Is Bush the Result of our National Psychosis?
Keith Olbermann raised a good the other night.
He pondered whether we as a people are all suffering a form of
collective shock as a result of 9/11?
That's an interesting point. When I was covering 9/11 for Democracy Chronicle, at the end I questioned a few teachers as to the kids' reactions since most could not avoid seeing the twin towers coming down over and over again
I had seen it happening without the filter of TV and it left me changed somehow. It was as if I had established my own belief system that nothing, absolutely nothing could affect the twin towers or affect the skyline; that was my personal bias and I couldn't accept change; it just wouldn't process.
And then to see this great cloud of smoke and hear the rumble and then watch the building disappear behind the smoke was confusing and frightening.
What was happening?
I knew that the building would reappear once the smoke was gone....but there was no opportunity to hang around.
When it finally cleared enough to see through the smoke it wasn't there; oh, how we can rationalize almost anything--I waited patiently as if I thought it would reappear in the former space it occupied; or maybe, just maybe it moved a few yards to the right or left? This of course, was my irrational way of dealing with a truth that I couldn't process. .
That was why as a post mortem I spoke to teachers. They told me that many of the children would just start to cry over what happened. Some more outspoken wanted to know how many buildings really came down. I could understand that since we were all treated to the same shocking site over and over again. My heart went out to all the teachers who had to explain what happened to terrified children who couldn't understand or grasp why this has happened. Many, I was told, had to go into therapy.
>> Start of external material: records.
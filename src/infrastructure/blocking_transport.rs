//! 阻塞式传输适配器 - 基础设施层
//!
//! 调用线程一直被占用，直到网络往返结束或超时。
//! 注意：`reqwest::blocking` 不能在异步运行时的线程上创建或使用。

use reqwest::header::RETRY_AFTER;
use std::time::Duration;
use tracing::debug;

use crate::error::GeocoderResult;
use crate::infrastructure::request::{
    classify_failure, decode_body, parse_retry_after, DecodedBody, HttpMethod, HttpRequest,
    RequestBody,
};

/// 阻塞式传输接口，与 `AsyncTransport` 契约相同
pub trait BlockingTransport: Send + Sync {
    fn execute(&self, request: &HttpRequest) -> GeocoderResult<DecodedBody>;
}

/// 基于 `reqwest::blocking` 的传输
pub struct ReqwestBlockingTransport {
    client: reqwest::blocking::Client,
}

impl ReqwestBlockingTransport {
    pub fn new(user_agent: &str, timeout: Duration) -> GeocoderResult<Self> {
        let client = reqwest::blocking::Client::builder()
            .user_agent(user_agent)
            .timeout(timeout)
            .build()?;
        Ok(Self { client })
    }
}

impl BlockingTransport for ReqwestBlockingTransport {
    fn execute(&self, request: &HttpRequest) -> GeocoderResult<DecodedBody> {
        let mut builder = match request.method {
            HttpMethod::Get => self.client.get(request.url.clone()),
            HttpMethod::Post => self.client.post(request.url.clone()),
        };

        for (name, value) in &request.headers {
            builder = builder.header(name.as_str(), value.as_str());
        }

        if let Some(timeout) = request.timeout {
            builder = builder.timeout(timeout);
        }

        builder = match &request.body {
            RequestBody::Empty => builder,
            RequestBody::Form(fields) => builder.form(fields),
            RequestBody::Multipart { fields, file } => {
                let bytes = std::fs::read(&file.path)?;
                let part = reqwest::blocking::multipart::Part::bytes(bytes)
                    .file_name(file.file_name.clone())
                    .mime_str(&file.mime)?;
                let mut form = reqwest::blocking::multipart::Form::new();
                for (name, value) in fields {
                    form = form.text(name.clone(), value.clone());
                }
                builder.multipart(form.part(file.field.clone(), part))
            }
        };

        debug!("➡️ {:?} {}", request.method, request.url);

        let response = builder.send()?;
        let status = response.status();
        let retry_after = parse_retry_after(
            response
                .headers()
                .get(RETRY_AFTER)
                .and_then(|v| v.to_str().ok()),
        );
        let bytes = response.bytes()?;

        debug!("⬅️ {} ({} 字节)", status, bytes.len());

        if !status.is_success() {
            return Err(classify_failure(status.as_u16(), &bytes, retry_after));
        }

        decode_body(request.format, &bytes)
    }
}
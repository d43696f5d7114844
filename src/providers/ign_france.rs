//! IGN France 地理编码服务（Géoplateforme）
//!
//! 文档: https://geoservices.ign.fr/services-web-essentiels
//!
//! 除了单条查询，还提供 `/search/csv` 原生批量接口：
//! 上传一个只有 `query` 列的 CSV，返回逐行对应的 CSV 结果。

use serde_json::{Map, Value as JsonValue};
use std::time::Duration;

use super::{geojson_point, push_limit, trim_base, BulkProtocol, Provider};
use crate::error::{GeocoderError, GeocoderResult};
use crate::infrastructure::{CsvTable, DecodedBody, FilePart, HttpRequest, ResponseFormat};
use crate::models::{Location, Query, QueryTarget};

const DEFAULT_BASE_URL: &str = "https://data.geopf.fr/geocodage";
const VALID_INDEXES: [&str; 3] = ["address", "parcel", "poi"];
const VALID_TYPES: [&str; 4] = ["housenumber", "street", "locality", "municipality"];

/// 官方上限是 50 MB，这里保守地只用 1 MB
const MAX_UPLOAD_BYTES: usize = 1024 * 1024;

pub struct IgnFrance {
    base_url: String,
    bulk_indexes: String,
}

impl IgnFrance {
    pub fn new() -> Self {
        Self::with_base_url(DEFAULT_BASE_URL)
    }

    pub fn with_base_url(base_url: impl Into<String>) -> Self {
        Self {
            base_url: trim_base(base_url),
            bulk_indexes: "address,poi".to_string(),
        }
    }

    /// 批量接口使用的索引（逗号分隔）
    pub fn with_bulk_indexes(mut self, indexes: &str) -> GeocoderResult<Self> {
        self.bulk_indexes = parse_index(indexes)?.join(",");
        Ok(self)
    }

    fn parse_feature(feature: &JsonValue) -> GeocoderResult<Location> {
        let kind = feature.get("type").and_then(JsonValue::as_str);
        if kind != Some("Feature") {
            return Err(GeocoderError::Parse(format!(
                "期望 Feature，实际为 {:?}",
                kind
            )));
        }

        let (latitude, longitude) = geojson_point(feature)?;
        let properties = feature.get("properties").cloned().unwrap_or_default();

        let label = match properties.get("label").and_then(JsonValue::as_str) {
            Some(label) => label.to_string(),
            // POI 不一定有 label，拼成 "<toponym> <postcode> <city>"
            None => fallback_label(
                properties.get("toponym").and_then(JsonValue::as_str),
                first_str(properties.get("postcode")),
                first_str(properties.get("city")),
            ),
        };

        Location::new(label, latitude, longitude, feature.clone())
    }

    fn parse_row(table: &CsvTable, row: &[String]) -> GeocoderResult<Option<Location>> {
        if table.cell(row, "result_status") != Some("ok") {
            return Ok(None);
        }

        let number = |name: &str| -> GeocoderResult<f64> {
            table
                .cell(row, name)
                .and_then(|v| v.parse().ok())
                .ok_or_else(|| GeocoderError::Parse(format!("CSV 行缺少有效的 {}", name)))
        };
        let latitude = number("latitude")?;
        let longitude = number("longitude")?;

        let label = match table.cell(row, "result_label") {
            Some(label) => label.to_string(),
            None => fallback_label(
                table.cell(row, "result_toponym"),
                table.cell(row, "result_postcode"),
                table.cell(row, "result_city"),
            ),
        };

        let mut raw = Map::new();
        for (idx, header) in table.headers.iter().enumerate() {
            let keep = header.starts_with("result_") || header == "query";
            if !keep || header == "result_status" {
                continue;
            }
            let value = row
                .get(idx)
                .filter(|v| !v.is_empty())
                .map(|v| JsonValue::String(v.clone()))
                .unwrap_or(JsonValue::Null);
            raw.insert(header.trim_start_matches("result_").to_string(), value);
        }

        Location::new(label, latitude, longitude, JsonValue::Object(raw)).map(Some)
    }
}

impl Default for IgnFrance {
    fn default() -> Self {
        Self::new()
    }
}

fn parse_index(index: &str) -> GeocoderResult<Vec<String>> {
    let indexes: Vec<String> = index.split(',').map(|s| s.trim().to_string()).collect();
    let illegal: Vec<&String> = indexes
        .iter()
        .filter(|i| !VALID_INDEXES.contains(&i.as_str()))
        .collect();
    if !illegal.is_empty() {
        return Err(GeocoderError::Query(format!(
            "无效的 index: {:?}，可选值: address, parcel, poi",
            illegal
        )));
    }
    Ok(indexes)
}

fn check_type(kind: &str) -> GeocoderResult<()> {
    if VALID_TYPES.contains(&kind) {
        Ok(())
    } else {
        Err(GeocoderError::Query(format!("无效的 type: {}", kind)))
    }
}

fn first_str(value: Option<&JsonValue>) -> Option<&str> {
    match value? {
        JsonValue::Array(items) => items.first().and_then(JsonValue::as_str),
        other => other.as_str(),
    }
}

fn fallback_label(toponym: Option<&str>, postcode: Option<&str>, city: Option<&str>) -> String {
    [toponym, postcode, city]
        .into_iter()
        .flatten()
        .collect::<Vec<_>>()
        .join(" ")
}

impl Provider for IgnFrance {
    fn name(&self) -> &str {
        "IGNFrance"
    }

    fn min_interval(&self) -> Duration {
        // 文档写的是 50 次/秒，留一点余量按 49 次算
        Duration::from_secs(1) / 49
    }

    fn build_request(&self, query: &Query) -> GeocoderResult<HttpRequest> {
        let mut params = Vec::new();
        let path = match &query.target {
            QueryTarget::Address(text) => {
                params.push(("q".to_string(), text.clone()));
                "search"
            }
            QueryTarget::Reverse(point) => {
                params.push(("lat".to_string(), point.latitude.to_string()));
                params.push(("lon".to_string(), point.longitude.to_string()));
                "reverse"
            }
        };

        let index = query
            .options
            .filters
            .get("index")
            .map(String::as_str)
            .unwrap_or("address");
        params.push(("index".to_string(), parse_index(index)?.join(",")));

        if let Some(kind) = query.options.filters.get("type") {
            check_type(kind)?;
            params.push(("type".to_string(), kind.clone()));
        }

        push_limit(&mut params, query.options.limit);

        HttpRequest::get(&format!("{}/{}", self.base_url, path), &params)
    }

    fn decode(&self, _query: &Query, body: DecodedBody) -> GeocoderResult<Vec<Location>> {
        let json = body.into_json()?;
        match json.get("features").and_then(JsonValue::as_array) {
            Some(features) => features.iter().map(Self::parse_feature).collect(),
            None => Ok(Vec::new()),
        }
    }

    fn bulk(&self) -> Option<&dyn BulkProtocol> {
        Some(self)
    }
}

impl BulkProtocol for IgnFrance {
    fn max_chunk_bytes(&self) -> usize {
        MAX_UPLOAD_BYTES
    }

    fn header(&self) -> GeocoderResult<Vec<u8>> {
        write_csv_record(&["query"])
    }

    fn serialize_row(&self, query: &Query) -> GeocoderResult<Vec<u8>> {
        match &query.target {
            QueryTarget::Address(text) => write_csv_record(&[text.as_str()]),
            QueryTarget::Reverse(_) => Err(GeocoderError::Query(
                "IGN 批量接口只支持地址查询".to_string(),
            )),
        }
    }

    fn build_upload(&self, file: FilePart) -> GeocoderResult<HttpRequest> {
        let fields = vec![
            ("columns".to_string(), "query".to_string()),
            ("indexes".to_string(), self.bulk_indexes.clone()),
        ];
        Ok(HttpRequest::post_multipart(
            &format!("{}/search/csv", self.base_url),
            fields,
            file,
        )?
        .expect(ResponseFormat::Csv))
    }

    fn decode_rows(&self, body: DecodedBody) -> GeocoderResult<Vec<Option<Location>>> {
        let table = body.into_csv()?;
        table
            .rows
            .iter()
            .map(|row| Self::parse_row(&table, row))
            .collect()
    }
}

fn write_csv_record(fields: &[&str]) -> GeocoderResult<Vec<u8>> {
    let mut writer = csv::WriterBuilder::new()
        .has_headers(false)
        .from_writer(Vec::new());
    writer.write_record(fields)?;
    writer
        .into_inner()
        .map_err(|e| GeocoderError::Io(e.to_string()))
}

#[cfg(test)]
mod tests {
    use super::*;
    use crate::models::Point;

    #[test]
    fn test_build_request_validates_filters() {
        let ign = IgnFrance::new();
        let request = ign
            .build_request(&Query::address("Camp des Landes").with_filter("index", "address,poi"))
            .unwrap();
        assert!(request.url.as_str().contains("index=address%2Cpoi"));

        assert!(matches!(
            ign.build_request(&Query::address("x").with_filter("index", "cadastre")),
            Err(GeocoderError::Query(_))
        ));
        assert!(matches!(
            ign.build_request(&Query::address("x").with_filter("type", "country")),
            Err(GeocoderError::Query(_))
        ));
    }

    #[test]
    fn test_poi_label_fallback() {
        let body = DecodedBody::Json(serde_json::json!({
            "features": [{
                "type": "Feature",
                "geometry": {"coordinates": [2.31688, 48.869397]},
                "properties": {"toponym": "Palais de l'Élysée", "postcode": ["75008"], "city": ["Paris"]}
            }]
        }));
        let locations = IgnFrance::new()
            .decode(&Query::reverse(Point::new(48.8, 2.3).unwrap()), body)
            .unwrap();
        assert_eq!(locations[0].address, "Palais de l'Élysée 75008 Paris");
    }

    #[test]
    fn test_non_feature_is_parse_error() {
        let body = DecodedBody::Json(serde_json::json!({
            "features": [{"type": "Other", "geometry": {"coordinates": [0, 0]}}]
        }));
        assert!(matches!(
            IgnFrance::new().decode(&Query::address("x"), body),
            Err(GeocoderError::Parse(_))
        ));
    }

    #[test]
    fn test_serialize_row_quotes_commas() {
        let ign = IgnFrance::new();
        assert_eq!(ign.header().unwrap(), b"query\n");
        assert_eq!(
            ign.serialize_row(&Query::address("13 Rue de la Paix, 75002 Paris"))
                .unwrap(),
            b"\"13 Rue de la Paix, 75002 Paris\"\n"
        );
        assert!(ign
            .serialize_row(&Query::reverse(Point::new(1.0, 1.0).unwrap()))
            .is_err());
    }

    #[test]
    fn test_decode_rows_status() {
        let table = CsvTable {
            headers: vec![
                "query".into(),
                "latitude".into(),
                "longitude".into(),
                "result_label".into(),
                "result_status".into(),
            ],
            rows: vec![
                vec![
                    "13 Rue de la Paix".into(),
                    "48.86931".into(),
                    "2.316138".into(),
                    "13 Rue de la Paix 75002 Paris".into(),
                    "ok".into(),
                ],
                vec!["???".into(), "".into(), "".into(), "".into(), "not-found".into()],
            ],
        };
        let rows = IgnFrance::new()
            .decode_rows(DecodedBody::Csv(table))
            .unwrap();
        assert_eq!(rows.len(), 2);
        let first = rows[0].as_ref().unwrap();
        assert_eq!(first.address, "13 Rue de la Paix 75002 Paris");
        assert_eq!(first.raw["label"], "13 Rue de la Paix 75002 Paris");
        assert!(rows[1].is_none());
    }
}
If this was so apparent among young people, might it not be the case with their parents? Adults tend to keep painful experiences inside. One suspected that if they viewed what happened either on TV or up close and personal, there was no way you were going to come out o that unscathed in much the same way that none of us of a certan generation who loved JFK came out of the assasination the same way.
It has been said that an entire generation experienced lasting shock from this experience and I suspect the same is true of the WTC experience. Even now, it continues to replay in my mind’s eye over and over again and that stirs associations of people and places and things that happened that day to friends and neighbors.
That’s despite the fact that we have all tried to put it to rest although the Commission was flawed and so many questions remain that I don’t suspect will ever leave me the same way that the
Committee set up to investigate the assassination failed to wash with me and left lingering doubts that will never go away.
I am sure that the next generation will have its own crosses to bear.
But I think Keith may have hit onto something. I’ve mentioned it to my associates and friends and many of them about my age tend to agree that they notice the changes, the fear, the quickness to anger and the polarization that seems to hold sway and the disconnect with so many who blame government for all that ails us…and want to have nothing to do with it.